Ageing and Aching joints


‘As long as I can get around I shall be alright’ is the plea of older people as they keep at bay the fear that one day they will be confined to home, a wheel chair, or even bed. When there’s a twinge in the knee, a sharp shooting pain from the shoulder to the elbow and creaky, aching joints we can panic that ‘the one’ day has dawned. The joints of the body – cushioned with the soft connecting tissue called cartilage – can be summarised under four headings.

* There are the ball and socket joints found in the shoulder and the hip. The ball is part of the long bone in the top of the arm (the humerus). The socket is formed by the shoulder blade (the scapula) The muscles joined to these bones allow a circular movement when they contact. Similarly in the hip, the femur provides the ball and the hip bone of pelvis provides the socket.

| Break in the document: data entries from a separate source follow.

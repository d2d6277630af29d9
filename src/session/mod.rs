// SPDX-FileCopyrightText: 2026 Galatea Authors
// SPDX-License-Identifier: MIT

//! The session controller.
//!
//! Owns the current graph snapshot, the selection, and the active rendering
//! backend, and orchestrates the load path: remote parse when a client is
//! configured, local fallback otherwise or on any remote failure. The
//! controller itself is a synchronous state machine; the only suspension
//! point (the network call) lives between `begin_load` and `complete_load`,
//! and a load ticket that has been superseded by a newer one is ignored when
//! it finally completes, so a slow remote can never overwrite a newer parse.

use std::fmt;

use crate::format::parse_markdown;
use crate::model::{DocumentStats, GraphNode, GraphSnapshot, NodeId, NodeKind};
use crate::remote::{RemoteParseClient, RemoteParseError, RemoteParseOutcome};
use crate::render::html::render_markdown_html;
use crate::render::{BackendError, BackendFactory, BackendKind, RenderBackend, RenderedFrame};

#[cfg(test)]
mod tests;

#[derive(Debug, Clone, Copy, PartialEq, Eq)]
pub enum SessionPhase {
    Empty,
    Loaded,
    Switching,
}

#[derive(Debug, Clone, Copy, PartialEq, Eq)]
pub enum ParseProvenance {
    Local,
    Remote,
}

impl ParseProvenance {
    pub fn label(self) -> &'static str {
        match self {
            Self::Local => "local",
            Self::Remote => "remote",
        }
    }
}

/// Claim on one in-flight load. A newer `begin_load` supersedes older
/// tickets; completing a superseded ticket is a no-op.
#[derive(Debug)]
pub struct LoadTicket {
    seq: u64,
    content: String,
    filename: Option<String>,
}

impl LoadTicket {
    pub fn content(&self) -> &str {
        &self.content
    }

    pub fn filename(&self) -> Option<&str> {
        self.filename.as_deref()
    }
}

#[derive(Debug, Clone, Copy, PartialEq, Eq)]
pub enum LoadOutcome {
    Adopted(ParseProvenance),
    Superseded,
}

#[derive(Debug)]
pub enum SessionError {
    /// A backend switch is in flight; retry after it settles.
    SwitchInFlight,
    Backend(BackendError),
}

impl fmt::Display for SessionError {
    fn fmt(&self, f: &mut fmt::Formatter<'_>) -> fmt::Result {
        match self {
            Self::SwitchInFlight => f.write_str("a backend switch is in flight"),
            Self::Backend(err) => write!(f, "rendering backend failure: {err}"),
        }
    }
}

impl std::error::Error for SessionError {
    fn source(&self) -> Option<&(dyn std::error::Error + 'static)> {
        match self {
            Self::Backend(err) => Some(err),
            Self::SwitchInFlight => None,
        }
    }
}

/// What the detail view shows for the selected node.
#[derive(Debug, Clone, PartialEq, Eq)]
pub struct NodeDetail {
    pub title: String,
    pub kind: NodeKind,
    pub level: Option<u8>,
    pub source_line: Option<usize>,
    pub url: Option<String>,
    pub body_md: String,
    pub body_html: String,
}

pub struct SessionController {
    snapshot: GraphSnapshot,
    selected: Option<NodeId>,
    backend: Option<Box<dyn RenderBackend>>,
    backend_kind: BackendKind,
    factory: Box<dyn BackendFactory>,
    phase: SessionPhase,
    filename: Option<String>,
    stats: DocumentStats,
    provenance: ParseProvenance,
    last_remote_error: Option<String>,
    remote: Option<RemoteParseClient>,
    load_seq: u64,
}

impl SessionController {
    /// Creates a controller with the planar backend brought up and active.
    pub fn new(
        factory: Box<dyn BackendFactory>,
        remote: Option<RemoteParseClient>,
    ) -> Result<Self, SessionError> {
        let mut controller = Self {
            snapshot: GraphSnapshot::empty(),
            selected: None,
            backend: None,
            backend_kind: BackendKind::Planar,
            factory,
            phase: SessionPhase::Empty,
            filename: None,
            stats: DocumentStats::default(),
            provenance: ParseProvenance::Local,
            last_remote_error: None,
            remote,
            load_seq: 0,
        };
        let backend = controller
            .bring_up(BackendKind::Planar)
            .map_err(SessionError::Backend)?;
        controller.backend = Some(backend);
        Ok(controller)
    }

    pub fn phase(&self) -> SessionPhase {
        self.phase
    }

    pub fn snapshot(&self) -> &GraphSnapshot {
        &self.snapshot
    }

    pub fn selected(&self) -> Option<&NodeId> {
        self.selected.as_ref()
    }

    pub fn active_backend(&self) -> BackendKind {
        self.backend_kind
    }

    pub fn has_backend(&self) -> bool {
        self.backend.is_some()
    }

    pub fn filename(&self) -> Option<&str> {
        self.filename.as_deref()
    }

    pub fn stats(&self) -> DocumentStats {
        self.stats
    }

    pub fn provenance(&self) -> ParseProvenance {
        self.provenance
    }

    pub fn last_remote_error(&self) -> Option<&str> {
        self.last_remote_error.as_deref()
    }

    pub fn remote_configured(&self) -> bool {
        self.remote.is_some()
    }

    pub fn frame(&self) -> Option<&RenderedFrame> {
        self.backend.as_ref().and_then(|backend| backend.frame())
    }

    /// Claims the next load. Rejected while a backend switch is in flight.
    pub fn begin_load(
        &mut self,
        content: impl Into<String>,
        filename: Option<String>,
    ) -> Result<LoadTicket, SessionError> {
        if self.phase == SessionPhase::Switching {
            return Err(SessionError::SwitchInFlight);
        }
        self.load_seq += 1;
        Ok(LoadTicket {
            seq: self.load_seq,
            content: content.into(),
            filename,
        })
    }

    /// Adopts the result of a load.
    ///
    /// `remote` is `None` for a purely local load, otherwise the remote parse
    /// result; a remote failure degrades to the local builder and is recorded
    /// as a diagnostic, never surfaced as a failure. Remote payloads carry no
    /// section bodies, so sections are always derived locally from the
    /// ticket's content (deterministic ids make the two line up). The session
    /// keeps the filename the load was requested with.
    pub fn complete_load(
        &mut self,
        ticket: LoadTicket,
        remote: Option<Result<RemoteParseOutcome, RemoteParseError>>,
    ) -> Result<LoadOutcome, SessionError> {
        if ticket.seq != self.load_seq {
            return Ok(LoadOutcome::Superseded);
        }

        let (snapshot, stats, provenance) = match remote {
            Some(Ok(outcome)) => {
                self.last_remote_error = None;
                let (_, _, sections) = parse_markdown(&ticket.content).into_parts();
                (
                    GraphSnapshot::new(outcome.nodes, outcome.edges, sections),
                    outcome.stats,
                    ParseProvenance::Remote,
                )
            }
            Some(Err(err)) => {
                self.last_remote_error = Some(err.to_string());
                local_parse(&ticket.content)
            }
            None => local_parse(&ticket.content),
        };

        self.snapshot = snapshot;
        self.selected = None;
        self.filename = ticket.filename;
        self.stats = stats;
        self.provenance = provenance;
        self.phase = SessionPhase::Loaded;
        self.render_active().map_err(SessionError::Backend)?;
        Ok(LoadOutcome::Adopted(provenance))
    }

    /// The whole load path in one call: claim, remote attempt when a client
    /// is configured, adopt.
    pub async fn load_content(
        &mut self,
        content: String,
        filename: Option<String>,
    ) -> Result<LoadOutcome, SessionError> {
        let ticket = self.begin_load(content, filename)?;
        let remote = match &self.remote {
            Some(client) => Some(client.parse(ticket.content(), ticket.filename()).await),
            None => None,
        };
        self.complete_load(ticket, remote)
    }

    pub fn clear(&mut self) {
        self.snapshot = GraphSnapshot::empty();
        self.selected = None;
        self.filename = None;
        self.stats = DocumentStats::default();
        self.provenance = ParseProvenance::Local;
        self.last_remote_error = None;
        if let Some(backend) = self.backend.as_mut() {
            backend.clear();
        }
        self.phase = SessionPhase::Empty;
    }

    /// Selects `id` if it exists in the current snapshot; an unknown id is a
    /// silent no-op reported as `Ok(false)`.
    pub fn select(&mut self, id: &NodeId) -> Result<bool, SessionError> {
        if self.phase == SessionPhase::Switching {
            return Err(SessionError::SwitchInFlight);
        }
        if !self.snapshot.contains(id) {
            return Ok(false);
        }
        self.selected = Some(id.clone());
        self.render_active().map_err(SessionError::Backend)?;
        Ok(true)
    }

    pub fn clear_selection(&mut self) -> Result<(), SessionError> {
        if self.selected.take().is_some() {
            self.render_active().map_err(SessionError::Backend)?;
        }
        Ok(())
    }

    pub fn selected_detail(&self) -> Option<NodeDetail> {
        let id = self.selected.as_ref()?;
        let node = self.snapshot.node(id)?;
        Some(match node {
            GraphNode::Heading(heading) => {
                let body_md = self.snapshot.sections().get(id).to_owned();
                NodeDetail {
                    title: heading.text().to_owned(),
                    kind: NodeKind::Heading,
                    level: Some(heading.level()),
                    source_line: Some(heading.source_line()),
                    url: None,
                    body_html: render_markdown_html(&body_md),
                    body_md,
                }
            }
            GraphNode::Reference(reference) => {
                let body_md = format!("This is a reference to **{}**.", reference.text());
                NodeDetail {
                    title: reference.text().to_owned(),
                    kind: NodeKind::Link,
                    level: None,
                    source_line: None,
                    url: Some(reference.url().to_owned()),
                    body_html: render_markdown_html(&body_md),
                    body_md,
                }
            }
        })
    }

    /// Swaps the rendering backend. Switching to the already-active kind is a
    /// no-op. On init failure the previous kind is brought back up so the
    /// controller is never left torn down without a working backend; the
    /// error is returned either way.
    pub fn switch_backend(&mut self, target: BackendKind) -> Result<(), SessionError> {
        if target == self.backend_kind {
            return Ok(());
        }

        let resume_phase = self.phase;
        self.phase = SessionPhase::Switching;
        if let Some(mut backend) = self.backend.take() {
            backend.destroy();
        }

        let previous = self.backend_kind;
        let result = match self.bring_up(target) {
            Ok(backend) => {
                self.backend = Some(backend);
                self.backend_kind = target;
                Ok(())
            }
            Err(err) => {
                if let Ok(backend) = self.bring_up(previous) {
                    self.backend = Some(backend);
                }
                Err(SessionError::Backend(err))
            }
        };
        self.phase = resume_phase;

        match result {
            Ok(()) => {
                self.render_active().map_err(SessionError::Backend)?;
                Ok(())
            }
            Err(err) => {
                // Best effort: the reverted backend shows the graph again,
                // but the caller gets the switch failure.
                let _ = self.render_active();
                Err(err)
            }
        }
    }

    /// Routes a frame-coordinate click through the active backend's hit-test
    /// into selection.
    pub fn click(&mut self, x: usize, y: usize) -> Result<bool, SessionError> {
        let Some(hit) = self.backend.as_ref().and_then(|backend| backend.node_at(x, y)) else {
            return Ok(false);
        };
        self.select(&hit)
    }

    fn bring_up(&self, kind: BackendKind) -> Result<Box<dyn RenderBackend>, BackendError> {
        let mut backend = self.factory.create(kind);
        backend.initialize()?;
        Ok(backend)
    }

    fn render_active(&mut self) -> Result<(), BackendError> {
        let Some(backend) = self.backend.as_mut() else {
            return Ok(());
        };
        if self.snapshot.is_empty() {
            backend.clear();
            return Ok(());
        }
        backend.render(
            self.snapshot.nodes(),
            self.snapshot.edges(),
            self.selected.as_ref(),
        )
    }
}

fn local_parse(content: &str) -> (GraphSnapshot, DocumentStats, ParseProvenance) {
    let snapshot = parse_markdown(content);
    let stats = snapshot.stats_for(content);
    (snapshot, stats, ParseProvenance::Local)
}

* Hinge joints are found in the elbow and knee

* Semi-moveable joints can only move a little – more and you are in trouble.

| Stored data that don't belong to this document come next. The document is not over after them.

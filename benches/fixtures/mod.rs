// SPDX-FileCopyrightText: 2026 Galatea Authors
// SPDX-License-Identifier: MIT

#![allow(dead_code)]

// Shared deterministic benchmark fixtures (no RNG).

use std::fmt::Write as _;

use galatea::model::GraphSnapshot;

#[derive(Debug, Clone, Copy)]
pub enum Case {
    Small,
    MediumNested,
    LargeLinkHeavy,
}

impl Case {
    pub fn id(self) -> &'static str {
        match self {
            Self::Small => "small",
            Self::MediumNested => "medium_nested",
            Self::LargeLinkHeavy => "large_link_heavy",
        }
    }
}

/// Builds a deterministic markdown document for `case`.
pub fn document(case: Case) -> String {
    match case {
        Case::Small => {
            let mut text = String::new();
            text.push_str("# Overview\n\nA short document.\n\n");
            for section in 0..4 {
                let _ = writeln!(text, "## Section {section}\n\nBody for section {section}.\n");
            }
            text
        }
        Case::MediumNested => {
            let mut text = String::from("# Manual\n");
            for chapter in 0..20 {
                let _ = writeln!(text, "## Chapter {chapter}");
                for part in 0..6 {
                    let _ = writeln!(text, "### Part {chapter}.{part}");
                    let _ = writeln!(
                        text,
                        "Paragraph text for part {chapter}.{part} with enough words to count.\n"
                    );
                }
            }
            text
        }
        Case::LargeLinkHeavy => {
            let mut text = String::from("# Index\n");
            for section in 0..120 {
                let _ = writeln!(text, "## Topic {section}");
                for link in 0..8 {
                    // Every fourth link repeats an earlier URL to exercise
                    // reference deduplication.
                    let target = if link % 4 == 3 { 0 } else { section * 8 + link };
                    let _ = writeln!(
                        text,
                        "See [entry {target}](https://example.com/entry/{target}) for details."
                    );
                }
            }
            text
        }
    }
}

/// Cheap structural checksum so the optimizer cannot discard a parse.
pub fn checksum(snapshot: &GraphSnapshot) -> u64 {
    let mut sum = 0u64;
    for node in snapshot.nodes() {
        sum = sum
            .wrapping_mul(31)
            .wrapping_add(node.id().as_str().len() as u64)
            .wrapping_add(node.text().len() as u64);
    }
    sum.wrapping_add(snapshot.edges().len() as u64)
}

These are the vertebra of the backbone.

* Immovable joints as the name suggest don’t move at all! You find them in the complicated jig-saw puzzle of the skull, the bones soft when a baby is born, gradually growing stronger and knitting together within a few months.

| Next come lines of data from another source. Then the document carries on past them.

// SPDX-FileCopyrightText: 2026 Galatea Authors
// SPDX-License-Identifier: MIT

//! Deterministic layout shared by both rendering backends.
//!
//! No physics: heading depth in the hierarchy forest becomes horizontal
//! indentation, document order becomes vertical order, and reference nodes sit
//! beside the heading that first references them. Both backends consume the
//! same placements; the spatial backend additionally projects the depth axis.

use std::collections::BTreeMap;

use crate::model::{EdgeKind, GraphEdge, GraphNode, NodeId, NodeKind};

pub const BOX_HEIGHT: usize = 3;
const DEPTH_INDENT: usize = 6;
const REFERENCE_GAP: usize = 4;
const MAX_LABEL_CHARS: usize = 28;

/// Where one node's box sits on the (unprojected) plane.
#[derive(Debug, Clone, PartialEq, Eq)]
pub struct NodePlacement {
    pub id: NodeId,
    pub kind: NodeKind,
    pub label: String,
    pub depth: usize,
    pub x: usize,
    pub y: usize,
    pub width: usize,
    pub height: usize,
}

impl NodePlacement {
    /// Row of the label line, where connectors attach.
    pub fn middle_y(&self) -> usize {
        self.y + 1
    }

    pub fn right_x(&self) -> usize {
        self.x + self.width - 1
    }
}

/// Placements plus edge endpoints resolved to placement indices.
#[derive(Debug, Clone, Default, PartialEq, Eq)]
pub struct GraphLayout {
    pub placements: Vec<NodePlacement>,
    pub hierarchy: Vec<(usize, usize)>,
    pub references: Vec<(usize, usize)>,
    pub width: usize,
    pub height: usize,
    pub max_depth: usize,
}

impl GraphLayout {
    pub fn placement_of(&self, id: &NodeId) -> Option<&NodePlacement> {
        self.placements.iter().find(|placement| &placement.id == id)
    }
}

pub fn layout_graph(nodes: &[GraphNode], edges: &[GraphEdge]) -> GraphLayout {
    let mut layout = GraphLayout::default();
    if nodes.is_empty() {
        return layout;
    }

    let depths = heading_depths(nodes, edges);
    let mut index_of: BTreeMap<NodeId, usize> = BTreeMap::new();
    let mut cursor = 0usize;

    // Headings first: document order is a pre-order walk of the forest, so
    // emitting them top to bottom already groups subtrees.
    for node in nodes {
        let Some(heading) = node.as_heading() else {
            continue;
        };
        let depth = depths.get(heading.id()).copied().unwrap_or(0);
        let label = truncate_label(heading.text());
        let placement = NodePlacement {
            id: heading.id().clone(),
            kind: NodeKind::Heading,
            width: label.chars().count() + 4,
            label,
            depth,
            x: depth * DEPTH_INDENT,
            y: cursor,
            height: BOX_HEIGHT,
        };
        index_of.insert(heading.id().clone(), layout.placements.len());
        layout.placements.push(placement);
        cursor += BOX_HEIGHT + 1;
    }

    // References beside the heading that first references them, stacked when
    // one heading links out more than once.
    let mut stacked_below: BTreeMap<usize, usize> = BTreeMap::new();
    for edge in edges {
        if edge.kind() != EdgeKind::Reference || index_of.contains_key(edge.target()) {
            continue;
        }
        let Some(&source_index) = index_of.get(edge.source()) else {
            continue;
        };
        let Some(node) = nodes.iter().find(|node| node.id() == edge.target()) else {
            continue;
        };

        let stack_slot = stacked_below.entry(source_index).or_insert(0);
        let source = &layout.placements[source_index];
        let label = truncate_label(node.text());
        let placement = NodePlacement {
            id: edge.target().clone(),
            kind: NodeKind::Link,
            width: label.chars().count() + 4,
            label,
            depth: source.depth + 1,
            x: source.x + source.width + REFERENCE_GAP,
            y: source.y + *stack_slot * BOX_HEIGHT,
            height: BOX_HEIGHT,
        };
        cursor = cursor.max(placement.y + BOX_HEIGHT + 1);
        *stack_slot += 1;
        index_of.insert(edge.target().clone(), layout.placements.len());
        layout.placements.push(placement);
    }

    // Reference nodes nothing points at (links seen before any heading) park
    // at the bottom so they stay visible without inventing a synthetic root.
    for node in nodes {
        if node.kind() != NodeKind::Link || index_of.contains_key(node.id()) {
            continue;
        }
        let label = truncate_label(node.text());
        let placement = NodePlacement {
            id: node.id().clone(),
            kind: NodeKind::Link,
            width: label.chars().count() + 4,
            label,
            depth: 0,
            x: 0,
            y: cursor,
            height: BOX_HEIGHT,
        };
        index_of.insert(node.id().clone(), layout.placements.len());
        layout.placements.push(placement);
        cursor += BOX_HEIGHT + 1;
    }

    for edge in edges {
        let (Some(&source), Some(&target)) =
            (index_of.get(edge.source()), index_of.get(edge.target()))
        else {
            continue;
        };
        match edge.kind() {
            EdgeKind::Hierarchy => layout.hierarchy.push((source, target)),
            EdgeKind::Reference => layout.references.push((source, target)),
        }
    }

    layout.height = cursor.max(1);
    layout.width = layout
        .placements
        .iter()
        .map(|placement| placement.x + placement.width)
        .max()
        .unwrap_or(0)
        + 2;
    layout.max_depth = layout
        .placements
        .iter()
        .map(|placement| placement.depth)
        .max()
        .unwrap_or(0);

    layout
}

/// Forest depth per heading id; roots sit at depth 0. A level jump (say 1 to
/// 4) is still a single parent/child step.
fn heading_depths(nodes: &[GraphNode], edges: &[GraphEdge]) -> BTreeMap<NodeId, usize> {
    let mut parent_of: BTreeMap<&NodeId, &NodeId> = BTreeMap::new();
    for edge in edges {
        if edge.kind() == EdgeKind::Hierarchy {
            parent_of.insert(edge.target(), edge.source());
        }
    }

    let mut depths = BTreeMap::new();
    for node in nodes {
        let Some(heading) = node.as_heading() else {
            continue;
        };
        let mut depth = 0usize;
        let mut current = heading.id();
        while let Some(parent) = parent_of.get(current) {
            depth += 1;
            current = parent;
        }
        depths.insert(heading.id().clone(), depth);
    }
    depths
}

fn truncate_label(text: &str) -> String {
    let mut label: String = text.chars().take(MAX_LABEL_CHARS).collect();
    if text.chars().count() > MAX_LABEL_CHARS {
        label.pop();
        label.push('…');
    }
    if label.is_empty() {
        label.push(' ');
    }
    label
}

The advice from the specialists is not to grin and bear pain without knowing what it is, and that means consulting your doctor. A recent American survey suggests that 19% of those interviewed had chronic pain, 50% of them didn’t know what caused it and 84% were getting pain killer drugs from a chemist. Knowing what’s wrong can be good and the prelude to an appropriate treatment. (When I told my doctor about stiffness in my knees and he told me I was in the early stages of osteoarthritis, I felt better already!)

Glucosamine and chondroitin sulfate can help relieve pain from osteoarthritis.

In addition, research has shown that these supplements, particularly glucosamine, can slow, or even stop, progression of osteoarthritis. Experts suspect that other joints would benefit as well. Derived from crustacean shells, glucosamine supplements are thought to replace missing fluid and promote the growth of cartilage, thereby helping to repair joints.